Data entries
Content starts
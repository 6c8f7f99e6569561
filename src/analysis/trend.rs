//! Trend comparison pass
//!
//! Splits the dataset range into equal consecutive periods, totals each
//! device's consumption per period and compares each period with the one
//! before it.

use serde::Serialize;
use std::fmt;

use crate::analysis::{
    format_number, format_optional, require_parameter, require_percentage, AnalysisPass,
    FindingsRow, MetricColumns,
};
use crate::config::ConfigError;
use crate::dataset::AggregatedDataset;
use crate::DateRange;

/// Trend pass settings
#[derive(Debug, Clone, PartialEq)]
pub struct TrendConfig {
    /// Parameter to compare
    pub parameter: String,
    /// Number of equal periods (at least 2)
    pub periods: usize,
    /// Percentage change above which a row is flagged
    pub threshold: f64,
}

impl TrendConfig {
    /// Two periods and a 10 % threshold for `parameter`
    pub fn new(parameter: impl Into<String>) -> Self {
        Self {
            parameter: parameter.into(),
            periods: 2,
            threshold: 10.0,
        }
    }

    /// Check the period count and threshold
    ///
    /// # Errors
    /// Returns [`ConfigError::Invalid`] describing the first bad value
    pub fn validate(&self) -> Result<(), ConfigError> {
        if self.periods < 2 {
            return Err(ConfigError::Invalid(format!(
                "trend analysis needs at least 2 periods, got {}",
                self.periods
            )));
        }
        require_percentage("trend threshold", self.threshold)
    }
}

/// Direction of change between two periods
#[derive(Debug, Clone, Copy, PartialEq, Eq, Serialize)]
#[serde(rename_all = "snake_case")]
pub enum TrendDirection {
    /// Change above the threshold
    Increasing,
    /// Change below the negative threshold
    Decreasing,
    /// Change within the threshold
    Stable,
    /// Previous period was zero, current is not
    NewUsage,
    /// Neither period has any reading
    NoData,
}

impl fmt::Display for TrendDirection {
    fn fmt(&self, f: &mut fmt::Formatter<'_>) -> fmt::Result {
        let s = match self {
            TrendDirection::Increasing => "increasing",
            TrendDirection::Decreasing => "decreasing",
            TrendDirection::Stable => "stable",
            TrendDirection::NewUsage => "new_usage",
            TrendDirection::NoData => "no_data",
        };
        f.write_str(s)
    }
}

/// Comparison of two consecutive periods
#[derive(Debug, Clone, PartialEq, Serialize)]
pub struct TrendMetrics {
    /// Earlier period total
    pub previous_total: f64,
    /// Later period total
    pub current_total: f64,
    /// `current - previous`
    pub difference: f64,
    /// `(current - previous) / previous * 100`; `None` when previous is zero
    pub percent_change: Option<f64>,
    /// Classified direction
    pub direction: TrendDirection,
}

impl MetricColumns for TrendMetrics {
    fn headers() -> &'static [&'static str] {
        &[
            "previous_total",
            "current_total",
            "difference",
            "percent_change",
            "direction",
        ]
    }

    fn values(&self) -> Vec<String> {
        vec![
            format_number(self.previous_total),
            format_number(self.current_total),
            format_number(self.difference),
            format_optional(self.percent_change),
            self.direction.to_string(),
        ]
    }
}

/// Period-over-period consumption comparison
#[derive(Debug, Clone, Copy, Default)]
pub struct TrendPass;

impl AnalysisPass for TrendPass {
    type Config = TrendConfig;
    type Metrics = TrendMetrics;

    fn name(&self) -> &'static str {
        "trend"
    }

    fn analyze(
        &self,
        dataset: &AggregatedDataset,
        config: &TrendConfig,
    ) -> Result<Vec<FindingsRow<TrendMetrics>>, ConfigError> {
        config.validate()?;
        require_parameter(dataset, &config.parameter)?;

        let periods = dataset.range().split_equal(config.periods);
        // the first bucket may start before the range does
        let bounds: Vec<_> = periods
            .iter()
            .enumerate()
            .map(|(index, period)| {
                let start = if index == 0 {
                    dataset.range().first_bucket(dataset.granularity())
                } else {
                    period.start()
                };
                (start, period.end())
            })
            .collect();
        let mut rows = Vec::new();

        for view in dataset.devices_for_parameter(&config.parameter) {
            let entry = match view.entry {
                Some(entry) if view.has_data() => entry,
                _ => {
                    rows.push(FindingsRow::no_data(&view, dataset.range().to_string()));
                    continue;
                }
            };

            for (pair, bounds) in periods.windows(2).zip(bounds.windows(2)) {
                let (previous, current) = (&pair[0], &pair[1]);
                let ((prev_start, prev_end), (cur_start, cur_end)) = (bounds[0], bounds[1]);
                let has_data = entry.has_values_between(prev_start, prev_end)
                    || entry.has_values_between(cur_start, cur_end);
                let metrics = compare(
                    entry.sum_between(prev_start, prev_end),
                    entry.sum_between(cur_start, cur_end),
                    has_data,
                    config.threshold,
                );
                let reasons = reasons(&metrics, config.threshold);
                rows.push(FindingsRow::with_metrics(
                    &view,
                    period_label(previous, current),
                    metrics,
                    reasons,
                ));
            }
        }

        Ok(rows)
    }
}

/// Compare two period totals
pub fn compare(previous: f64, current: f64, has_data: bool, threshold: f64) -> TrendMetrics {
    let difference = current - previous;

    let (percent_change, direction) = if !has_data {
        (None, TrendDirection::NoData)
    } else if previous == 0.0 {
        if current == 0.0 {
            (Some(0.0), TrendDirection::Stable)
        } else {
            (None, TrendDirection::NewUsage)
        }
    } else {
        let pct = difference / previous * 100.0;
        let direction = if pct.abs() <= threshold {
            TrendDirection::Stable
        } else if pct > 0.0 {
            TrendDirection::Increasing
        } else {
            TrendDirection::Decreasing
        };
        (Some(pct), direction)
    };

    TrendMetrics {
        previous_total: previous,
        current_total: current,
        difference,
        percent_change,
        direction,
    }
}

fn reasons(metrics: &TrendMetrics, threshold: f64) -> Vec<String> {
    let reason = match (metrics.direction, metrics.percent_change) {
        (TrendDirection::Increasing, Some(pct)) => {
            format!("increase of {pct:.1}% exceeds {threshold:.1}%")
        }
        (TrendDirection::Decreasing, Some(pct)) => {
            format!("decrease of {:.1}% exceeds {threshold:.1}%", pct.abs())
        }
        (TrendDirection::NewUsage, _) => "new usage".to_string(),
        (TrendDirection::NoData, _) => "no data in either period".to_string(),
        _ => return Vec::new(),
    };
    vec![reason]
}

fn period_label(previous: &DateRange, current: &DateRange) -> String {
    const FORMAT: &str = "%Y-%m-%dT%H:%M";
    format!(
        "{}..{} vs {}..{}",
        previous.start().format(FORMAT),
        previous.end().format(FORMAT),
        current.start().format(FORMAT),
        current.end().format(FORMAT)
    )
}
Content ends
About this exercise
Repeat every record, keeping each word and mark exactly as it is.

Output below
repository 6c8f7f99e6569561
filename src/analysis/trend.rs
//! Trend comparison pass
//!
//! Splits the dataset range into equal consecutive periods, totals each
//! device's consumption per period and compares each period with the one
//! before it.

use serde::Serialize;
use std::fmt;

use crate::analysis::{
    format_number, format_optional, require_parameter, require_percentage, AnalysisPass,
    FindingsRow, MetricColumns,
};
use crate::config::ConfigError;
use crate::dataset::AggregatedDataset;
use crate::DateRange;

/// Trend pass settings
#[derive(Debug, Clone, PartialEq)]
pub struct TrendConfig {
    /// Parameter to compare
    pub parameter: String,
    /// Number of equal periods (at least 2)
    pub periods: usize,
    /// Percentage change above which a row is flagged
    pub threshold: f64,
}

impl TrendConfig {
    /// Two periods and a 10 % threshold for `parameter`
    pub fn new(parameter: impl Into<String>) -> Self {
        Self {
            parameter: parameter.into(),
            periods: 2,
            threshold: 10.0,
        }
    }

    /// Check the period count and threshold
    ///
    /// # Errors
    /// Returns [`ConfigError::Invalid`] describing the first bad value
    pub fn validate(&self) -> Result<(), ConfigError> {
        if self.periods < 2 {
            return Err(ConfigError::Invalid(format!(
                "trend analysis needs at least 2 periods, got {}",
                self.periods
            )));
        }
        require_percentage("trend threshold", self.threshold)
    }
}

/// Direction of change between two periods
#[derive(Debug, Clone, Copy, PartialEq, Eq, Serialize)]
#[serde(rename_all = "snake_case")]
pub enum TrendDirection {
    /// Change above the threshold
    Increasing,
    /// Change below the negative threshold
    Decreasing,
    /// Change within the threshold
    Stable,
    /// Previous period was zero, current is not
    NewUsage,
    /// Neither period has any reading
    NoData,
}

impl fmt::Display for TrendDirection {
    fn fmt(&self, f: &mut fmt::Formatter<'_>) -> fmt::Result {
        let s = match self {
            TrendDirection::Increasing => "increasing",
            TrendDirection::Decreasing => "decreasing",
            TrendDirection::Stable => "stable",
            TrendDirection::NewUsage => "new_usage",
            TrendDirection::NoData => "no_data",
        };
        f.write_str(s)
    }
}

/// Comparison of two consecutive periods
#[derive(Debug, Clone, PartialEq, Serialize)]
pub struct TrendMetrics {
    /// Earlier period total
    pub previous_total: f64,
    /// Later period total
    pub current_total: f64,
    /// `current - previous`
    pub difference: f64,
    /// `(current - previous) / previous * 100`; `None` when previous is zero
    pub percent_change: Option<f64>,
    /// Classified direction
    pub direction: TrendDirection,
}

impl MetricColumns for TrendMetrics {
    fn headers() -> &'static [&'static str] {
        &[
            "previous_total",
            "current_total",
            "difference",
            "percent_change",
            "direction",
        ]
    }

    fn values(&self) -> Vec<String> {
        vec![
            format_number(self.previous_total),
            format_number(self.current_total),
            format_number(self.difference),
            format_optional(self.percent_change),
            self.direction.to_string(),
        ]
    }
}

/// Period-over-period consumption comparison
#[derive(Debug, Clone, Copy, Default)]
pub struct TrendPass;

impl AnalysisPass for TrendPass {
    type Config = TrendConfig;
    type Metrics = TrendMetrics;

    fn name(&self) -> &'static str {
        "trend"
    }

    fn analyze(
        &self,
        dataset: &AggregatedDataset,
        config: &TrendConfig,
    ) -> Result<Vec<FindingsRow<TrendMetrics>>, ConfigError> {
        config.validate()?;
        require_parameter(dataset, &config.parameter)?;

        let periods = dataset.range().split_equal(config.periods);
        // the first bucket may start before the range does
        let bounds: Vec<_> = periods
            .iter()
            .enumerate()
            .map(|(index, period)| {
                let start = if index == 0 {
                    dataset.range().first_bucket(dataset.granularity())
                } else {
                    period.start()
                };
                (start, period.end())
            })
            .collect();
        let mut rows = Vec::new();

        for view in dataset.devices_for_parameter(&config.parameter) {
            let entry = match view.entry {
                Some(entry) if view.has_data() => entry,
                _ => {
                    rows.push(FindingsRow::no_data(&view, dataset.range().to_string()));
                    continue;
                }
            };

            for (pair, bounds) in periods.windows(2).zip(bounds.windows(2)) {
                let (previous, current) = (&pair[0], &pair[1]);
                let ((prev_start, prev_end), (cur_start, cur_end)) = (bounds[0], bounds[1]);
                let has_data = entry.has_values_between(prev_start, prev_end)
                    || entry.has_values_between(cur_start, cur_end);
                let metrics = compare(
                    entry.sum_between(prev_start, prev_end),
                    entry.sum_between(cur_start, cur_end),
                    has_data,
                    config.threshold,
                );
                let reasons = reasons(&metrics, config.threshold);
                rows.push(FindingsRow::with_metrics(
                    &view,
                    period_label(previous, current),
                    metrics,
                    reasons,
                ));
            }
        }

        Ok(rows)
    }
}

/// Compare two period totals
pub fn compare(previous: f64, current: f64, has_data: bool, threshold: f64) -> TrendMetrics {
    let difference = current - previous;

    let (percent_change, direction) = if !has_data {
        (None, TrendDirection::NoData)
    } else if previous == 0.0 {
        if current == 0.0 {
            (Some(0.0), TrendDirection::Stable)
        } else {
            (None, TrendDirection::NewUsage)
        }
    } else {
        let pct = difference / previous * 100.0;
        let direction = if pct.abs() <= threshold {
            TrendDirection::Stable
        } else if pct > 0.0 {
            TrendDirection::Increasing
        } else {
            TrendDirection::Decreasing
        };
        (Some(pct), direction)
    };

    TrendMetrics {
        previous_total: previous,
        current_total: current,
        difference,
        percent_change,
        direction,
    }
}

fn reasons(metrics: &TrendMetrics, threshold: f64) -> Vec<String> {
    let reason = match (metrics.direction, metrics.percent_change) {
        (TrendDirection::Increasing, Some(pct)) => {
            format!("increase of {pct:.1}% exceeds {threshold:.1}%")
        }
        (TrendDirection::Decreasing, Some(pct)) => {
            format!("decrease of {:.1}% exceeds {threshold:.1}%", pct.abs())
        }
        (TrendDirection::NewUsage, _) => "new usage".to_string(),
        (TrendDirection::NoData, _) => "no data in either period".to_string(),
        _ => return Vec::new(),
    };
    vec![reason]
}

fn period_label(previous: &DateRange, current: &DateRange) -> String {
    const FORMAT: &str = "%Y-%m-%dT%H:%M";
    format!(
        "{}..{} vs {}..{}",
        previous.start().format(FORMAT),
        previous.end().format(FORMAT),
        current.start().format(FORMAT),
        current.end().format(FORMAT)
    )
}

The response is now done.